Recommended working sequence

Start from the smallest valid path

Boot the runtime, register the minimum useful task set, and prove that the baseline timing is clean before adding optional layers.

Add one layer, then measure it

Introduce routing, diagnostics, or transport one layer at a time so the cost and payoff remain obvious.

Publish only repeatable results

Update docs, charts, or public claims only after the same workload survives the same validation path more than once.

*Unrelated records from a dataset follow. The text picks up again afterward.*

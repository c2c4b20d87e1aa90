//! Shared utility functions used across multiple modules.

/// Current Unix timestamp in milliseconds.
pub fn now_ms() -> i64 {
    chrono::Utc::now().timestamp_millis()
}

/// Count whitespace-separated words in a block of text.
pub fn word_count(text: &str) -> usize {
    text.split_whitespace().count()
}

/// Truncate text to at most 180 characters for error messages.
pub fn compact_text(value: &str) -> String {
    value.trim().chars().take(180).collect()
}
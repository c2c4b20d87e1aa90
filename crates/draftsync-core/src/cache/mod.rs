//! Local persistent snapshot cache.
//!
//! A synchronous key/string store mirroring the in-memory drafts so a session
//! can recover its working copies after a restart. Write failures are treated
//! as non-fatal by the engine; the in-memory copy stays authoritative.

mod fs;

use std::collections::HashMap;
use std::sync::{Mutex, PoisonError};

pub use fs::FsCache;

use crate::error::Result;
use crate::models::DraftId;

/// Cache key for a draft snapshot
#[must_use]
pub fn draft_key(id: DraftId) -> String {
    format!("draft_{id}")
}

/// Synchronous key -> string snapshot store
pub trait SnapshotCache: Send + Sync {
    /// Read a value by key
    fn get(&self, key: &str) -> Result<Option<String>>;

    /// Write a value by key, overwriting any previous value
    fn set(&self, key: &str, value: &str) -> Result<()>;

    /// All keys currently present, in no particular order
    fn keys(&self) -> Result<Vec<String>>;
}

/// In-memory cache, used in tests and as a no-persistence fallback
#[derive(Debug, Default)]
pub struct MemoryCache {
    entries: Mutex<HashMap<String, String>>,
}

impl MemoryCache {
    /// Create an empty cache
    #[must_use]
    pub fn new() -> Self {
        Self::default()
    }
}

impl SnapshotCache for MemoryCache {
    fn get(&self, key: &str) -> Result<Option<String>> {
        let entries = self
            .entries
            .lock()
            .unwrap_or_else(PoisonError::into_inner);
        Ok(entries.get(key).cloned())
    }

    fn set(&self, key: &str, value: &str) -> Result<()> {
        let mut entries = self
            .entries
            .lock()
            .unwrap_or_else(PoisonError::into_inner);
        entries.insert(key.to_string(), value.to_string());
        Ok(())
    }

    fn keys(&self) -> Result<Vec<String>> {
        let entries = self
            .entries
            .lock()
            .unwrap_or_else(PoisonError::into_inner);
        Ok(entries.keys().cloned().collect())
    }
}

#[cfg(test)]
mod tests {
    use pretty_assertions::assert_eq;

    use super::*;

    #[test]
    fn memory_cache_round_trip() {
        let cache = MemoryCache::new();
        assert_eq!(cache.get("draft_x").unwrap(), None);

        cache.set("draft_x", "{}").unwrap();
        assert_eq!(cache.get("draft_x").unwrap(), Some("{}".to_string()));

        cache.set("draft_x", "{\"v\":2}").unwrap();
        assert_eq!(cache.get("draft_x").unwrap(), Some("{\"v\":2}".to_string()));
        assert_eq!(cache.keys().unwrap(), vec!["draft_x".to_string()]);
    }

    #[test]
    fn draft_key_is_prefixed() {
        let id = DraftId::new();
        assert_eq!(draft_key(id), format!("draft_{id}"));
    }
}
//! Draftsync CLI - drive the draft engine from the terminal
//!
//! Drafts persist as JSON snapshots under the data directory; pass
//! `--endpoint` (or set `DRAFTSYNC_ENDPOINT`) to sync against a remote
//! draft service.

mod commands;
mod error;

use std::env;
use std::path::PathBuf;
use std::process::ExitCode;

use clap::{Parser, Subcommand, ValueEnum};
use draftsync_core::{SortBy, SortOrder};
use tracing_subscriber::EnvFilter;

use crate::commands::common::{open_engine, resolve_data_dir};
use crate::error::CliError;

#[derive(Parser)]
#[command(name = "drafts")]
#[command(about = "Local-first campaign draft editing with background sync")]
#[command(version)]
struct Cli {
    #[command(subcommand)]
    command: Commands,

    /// Directory for draft snapshots (defaults to the platform data dir)
    #[arg(long, value_name = "PATH", global = true)]
    data_dir: Option<PathBuf>,

    /// Sync service base URL (or DRAFTSYNC_ENDPOINT)
    #[arg(long, value_name = "URL", global = true)]
    endpoint: Option<String>,
}

#[derive(Subcommand)]
enum Commands {
    /// Create a new draft
    #[command(alias = "new")]
    Create {
        /// Owner user id
        #[arg(long)]
        owner: String,
        /// Initial campaign title
        #[arg(long)]
        title: Option<String>,
        /// Initial description
        #[arg(long)]
        description: Option<String>,
        /// Funding goal in satoshis
        #[arg(long)]
        goal: Option<u64>,
    },
    /// Update one form field of a draft
    Edit {
        /// Draft ID
        id: String,
        /// Field name (title, description, bitcoin_address, goal_amount, ...)
        field: String,
        /// New value (comma-separated for list fields)
        value: String,
    },
    /// Move the draft to another wizard step
    Step {
        /// Draft ID
        id: String,
        /// Target step
        step: u32,
    },
    /// Show one draft
    Show {
        /// Draft ID
        id: String,
        /// Output as JSON
        #[arg(long)]
        json: bool,
    },
    /// List known drafts
    List {
        /// Filter by owner user id
        #[arg(long)]
        owner: Option<String>,
        /// Sort key
        #[arg(long, value_enum, default_value_t = SortField::Modified)]
        sort: SortField,
        /// Sort direction
        #[arg(long, value_enum, default_value_t = Order::Desc)]
        order: Order,
        /// Number of drafts to show
        #[arg(short, long, default_value = "20")]
        limit: usize,
        /// Number of drafts to skip
        #[arg(long, default_value = "0")]
        offset: usize,
        /// Output as JSON
        #[arg(long)]
        json: bool,
    },
    /// Sync one draft with the remote service now
    Sync {
        /// Draft ID
        id: String,
    },
}

#[derive(Debug, Clone, Copy, ValueEnum)]
enum SortField {
    Modified,
    Created,
    Title,
}

impl From<SortField> for SortBy {
    fn from(value: SortField) -> Self {
        match value {
            SortField::Modified => Self::LastModified,
            SortField::Created => Self::Created,
            SortField::Title => Self::Title,
        }
    }
}

#[derive(Debug, Clone, Copy, ValueEnum)]
enum Order {
    Asc,
    Desc,
}

impl From<Order> for SortOrder {
    fn from(value: Order) -> Self {
        match value {
            Order::Asc => Self::Asc,
            Order::Desc => Self::Desc,
        }
    }
}

#[tokio::main]
async fn main() -> ExitCode {
    let filter = EnvFilter::try_from_default_env().unwrap_or_else(|_| EnvFilter::new("warn"));
    tracing_subscriber::fmt().with_env_filter(filter).init();

    let cli = Cli::parse();
    match run(cli).await {
        Ok(()) => ExitCode::SUCCESS,
        Err(err) => {
            eprintln!("Error: {err}");
            ExitCode::FAILURE
        }
    }
}

async fn run(cli: Cli) -> Result<(), CliError> {
    let data_dir = resolve_data_dir(cli.data_dir)?;
    let endpoint = cli
        .endpoint
        .or_else(|| env::var("DRAFTSYNC_ENDPOINT").ok())
        .filter(|endpoint| !endpoint.trim().is_empty());
    let engine = open_engine(&data_dir, endpoint.as_deref())?;

    match cli.command {
        Commands::Create {
            owner,
            title,
            description,
            goal,
        } => commands::create::run_create(
            &engine,
            &owner,
            title.as_deref(),
            description.as_deref(),
            goal,
        ),
        Commands::Edit { id, field, value } => {
            commands::edit::run_edit(&engine, &id, &field, &value)
        }
        Commands::Step { id, step } => commands::edit::run_step(&engine, &id, step),
        Commands::Show { id, json } => commands::show::run_show(&engine, &id, json),
        Commands::List {
            owner,
            sort,
            order,
            limit,
            offset,
            json,
        } => commands::list::run_list(
            &engine,
            owner.as_deref(),
            sort.into(),
            order.into(),
            limit,
            offset,
            json,
        ),
        Commands::Sync { id } => {
            commands::sync::run_sync(&engine, &id, endpoint.is_some()).await
        }
    }
}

What addTask really defines

addTask() is not just a convenience function for storing a callback. It is the point where you declare execution intent: how often something should run, whether it should start immediately, whether it should be visible to diagnostics, and how it should participate in the scheduler’s due-selection model.

The cleaner this declaration is, the easier the rest of the firmware becomes to maintain. When teams struggle with “too many tasks,” the problem is usually not the count itself. It is that tasks were registered without clear cadence boundaries, ownership, or follow-up supervision settings.

Basic shape

C++
    void sampleTask() {
  // bounded work
}

void setup() {
  ZeroKernel.begin(millis);
  ZeroKernel.addTask("Sample", sampleTask, 100, 0, true);
}
  

This is the minimum useful registration: a stable name, a bounded task body, a fixed interval, no startup delay, and immediate activation.

What each argument controls

ArgumentMeaning
nameHuman-readable identifier copied into runtime storage for diagnostics, snapshots, and signal messages.
callbackThe bounded cooperative task body that should finish quickly and return.
intervalCadence in the active scheduler clock domain; this is the contract for how often the task may become due.
startDelayOptional initial offset before first eligibility, useful when boot sequencing must be staggered.
enabledWhether the task enters the scheduler immediately or remains registered but paused.

Three registration patterns you will actually use

C++
    ZeroKernel.addTask("Sample", sampleTask, 100, 0, true);
  

Use this when the task is safe to start immediately at boot and has no dependency on another subsystem.

C++
    ZeroKernel.addTask("WiFiFlush", flushTask, 250, 1000, false);
ZeroKernel.resumeTask("WiFiFlush");
  

Use this when a task should exist early but not actually run until another stage in setup finishes.

C++
    ZeroKernel.addTask("FastLoop", fastTask, 10, 0, true);
ZeroKernel.setTaskPriority("FastLoop", zerokernel::kPriorityCritical);
ZeroKernel.setTaskHeartbeatTimeout("FastLoop", 50);
  

Use this for a high-value task that needs explicit scheduler priority and explicit supervision, not just a plain cadence.

Common follow-up calls

C++
    ZeroKernel.setTaskPriority("Sample", zerokernel::kPriorityHigh);
ZeroKernel.setTaskHeartbeatTimeout("Sample", 250);
ZeroKernel.setTaskExecutionContract("Sample", contract);
  

Most real tasks are not “done” at registration. They usually need at least one follow-up configuration call so the runtime knows how much it should care when the task misbehaves.

How to avoid task sprawl

Not every helper function deserves its own task. Use tasks to define cadence boundaries, not to mimic object hierarchies or source file boundaries. If two steps always run at the same rate and fail together, they often belong in the same task body with small helper functions.

Create a separate task only when one of these is true: the cadence is different, the failure meaning is different, or the work must be supervised independently.

addTask FAQ

Should every function become its own task?

No. Use tasks for cadence boundaries. Keep internal helper functions inside the task body if they share the same schedule.

Can a task name come from a temporary String?

The runtime now copies names into internal storage, but fixed string literals are still the safest and cleanest default.

What is the most common registration mistake?

Registering tasks without deciding whether they are truly time-sensitive, then compensating later with too many priorities and watchdog settings. Decide the cadence first, then layer supervision.